§ Records for the exercise:

//! Checkpoint loading for ratio merges.
//!
//! The merge engine never touches the filesystem itself. It asks a
//! [`CheckpointLoader`] for one checkpoint at a time, so at most one loaded
//! checkpoint is resident next to the accumulator.

use std::collections::HashMap;
use std::path::{Path, PathBuf};
use std::sync::{Mutex, PoisonError};

use torchspector_core::{load_checkpoint, Device, Mapping};
use tracing::{debug, info};

use crate::{MergeError, Result};

/// Trait for materializing checkpoints.
pub trait CheckpointLoader: Send + Sync {
    /// Load the checkpoint identified by `handle` onto `device`.
    fn load(&self, handle: &Path, device: &Device) -> Result<Mapping>;

    /// Release device-resident caches before a merge starts.
    fn release_device_caches(&self, _device: &Device) -> Result<()> {
        Ok(())
    }
}

/// Loader that reads checkpoint files through the core codec.
#[derive(Debug, Clone, Copy, Default)]
pub struct FileLoader;

impl FileLoader {
    /// Create a file loader.
    pub fn new() -> Self {
        Self
    }
}

impl CheckpointLoader for FileLoader {
    fn load(&self, handle: &Path, device: &Device) -> Result<Mapping> {
        if !handle.is_file() {
            return Err(MergeError::ModelLoad(format!(
                "No checkpoint file at {:?}",
                handle
            )));
        }
        debug!("Loading {:?} on {}", handle, device);
        let checkpoint = load_checkpoint(handle, device)?;
        info!("Loaded {:?} ({} top-level entries)", handle, checkpoint.len());
        Ok(checkpoint)
    }

    fn release_device_caches(&self, device: &Device) -> Result<()> {
        if device.is_accelerator() {
            // Tensors live in host memory; there is nothing cached on the device.
            debug!("No device caches to release on {}", device);
        }
        Ok(())
    }
}

/// What an [`InMemoryLoader`] was asked to do.
#[derive(Debug, Clone, PartialEq, Eq)]
pub enum LoaderEvent {
    /// Caches were released for a device.
    Released(Device),
    /// A checkpoint was loaded.
    Loaded(PathBuf),
}

/// Loader serving checkpoints registered in memory.
///
/// Records every call so merge ordering can be observed.
#[derive(Debug, Default)]
pub struct InMemoryLoader {
    checkpoints: HashMap<PathBuf, Mapping>,
    events: Mutex<Vec<LoaderEvent>>,
}

impl InMemoryLoader {
    /// Create an empty loader.
    pub fn new() -> Self {
        Self::default()
    }

    /// Register a checkpoint under `handle`.
    pub fn insert(&mut self, handle: impl Into<PathBuf>, checkpoint: Mapping) {
        self.checkpoints.insert(handle.into(), checkpoint);
    }

    /// Builder-style [`insert`](Self::insert).
    pub fn with(mut self, handle: impl Into<PathBuf>, checkpoint: Mapping) -> Self {
        self.insert(handle, checkpoint);
        self
    }

    /// Calls recorded so far.
    pub fn events(&self) -> Vec<LoaderEvent> {
        self.events
            .lock()
            .unwrap_or_else(PoisonError::into_inner)
            .clone()
    }

    /// Number of checkpoints loaded so far.
    pub fn load_count(&self) -> usize {
        self.events()
            .iter()
            .filter(|e| matches!(e, LoaderEvent::Loaded(_)))
            .count()
    }

    fn record(&self, event: LoaderEvent) {
        self.events
            .lock()
            .unwrap_or_else(PoisonError::into_inner)
            .push(event);
    }
}

impl CheckpointLoader for InMemoryLoader {
    fn load(&self, handle: &Path, _device: &Device) -> Result<Mapping> {
        let checkpoint = self
            .checkpoints
            .get(handle)
            .cloned()
            .ok_or_else(|| MergeError::ModelLoad(format!("Unknown checkpoint {:?}", handle)))?;
        self.record(LoaderEvent::Loaded(handle.to_path_buf()));
        Ok(checkpoint)
    }

    fn release_device_caches(&self, device: &Device) -> Result<()> {
        self.record(LoaderEvent::Released(*device));
        Ok(())
    }
}

#[cfg(test)]
mod tests {
    use super::*;
    use torchspector_core::{save_checkpoint, Tensor};

    #[test]
    fn test_in_memory_loader_records_events() {
        let loader = InMemoryLoader::new().with("a", Mapping::new());
        loader.release_device_caches(&Device::Cpu).unwrap();
        loader.load(Path::new("a"), &Device::Cpu).unwrap();
        assert_eq!(
            loader.events(),
            vec![
                LoaderEvent::Released(Device::Cpu),
                LoaderEvent::Loaded(PathBuf::from("a")),
            ]
        );
        assert_eq!(loader.load_count(), 1);
    }

    #[test]
    fn test_in_memory_loader_unknown_handle() {
        let loader = InMemoryLoader::new();
        let err = loader.load(Path::new("missing"), &Device::Cpu).unwrap_err();
        assert!(matches!(err, MergeError::ModelLoad(_)));
        assert_eq!(loader.load_count(), 0);
    }

    #[test]
    fn test_file_loader_reads_safetensors() {
        let dir = tempfile::tempdir().unwrap();
        let path = dir.path().join("model.safetensors");
        let mut checkpoint = Mapping::new();
        checkpoint.insert("w", Tensor::from_f32(&[2], vec![1.0, 2.0]).unwrap());
        save_checkpoint(&checkpoint, &path).unwrap();

        let loaded = FileLoader::new().load(&path, &Device::Cpu).unwrap();
        assert_eq!(loaded, checkpoint);
    }

    #[test]
    fn test_file_loader_missing_file() {
        let dir = tempfile::tempdir().unwrap();
        let err = FileLoader::new()
            .load(&dir.path().join("nope.safetensors"), &Device::Cpu)
            .unwrap_err();
        assert!(matches!(err, MergeError::ModelLoad(_)));
    }
}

§ Task instructions:
Output each line of the records above exactly, beginning at the first, and stop once the line containing "for materializing checkpoints." has been output.

§ Solution to the problem:
//! Checkpoint loading for ratio merges.
//!
//! The merge engine never touches the filesystem itself. It asks a
//! [`CheckpointLoader`] for one checkpoint at a time, so at most one loaded
//! checkpoint is resident next to the accumulator.

use std::collections::HashMap;
use std::path::{Path, PathBuf};
use std::sync::{Mutex, PoisonError};

use torchspector_core::{load_checkpoint, Device, Mapping};
use tracing::{debug, info};

use crate::{MergeError, Result};

/// Trait for materializing checkpoints.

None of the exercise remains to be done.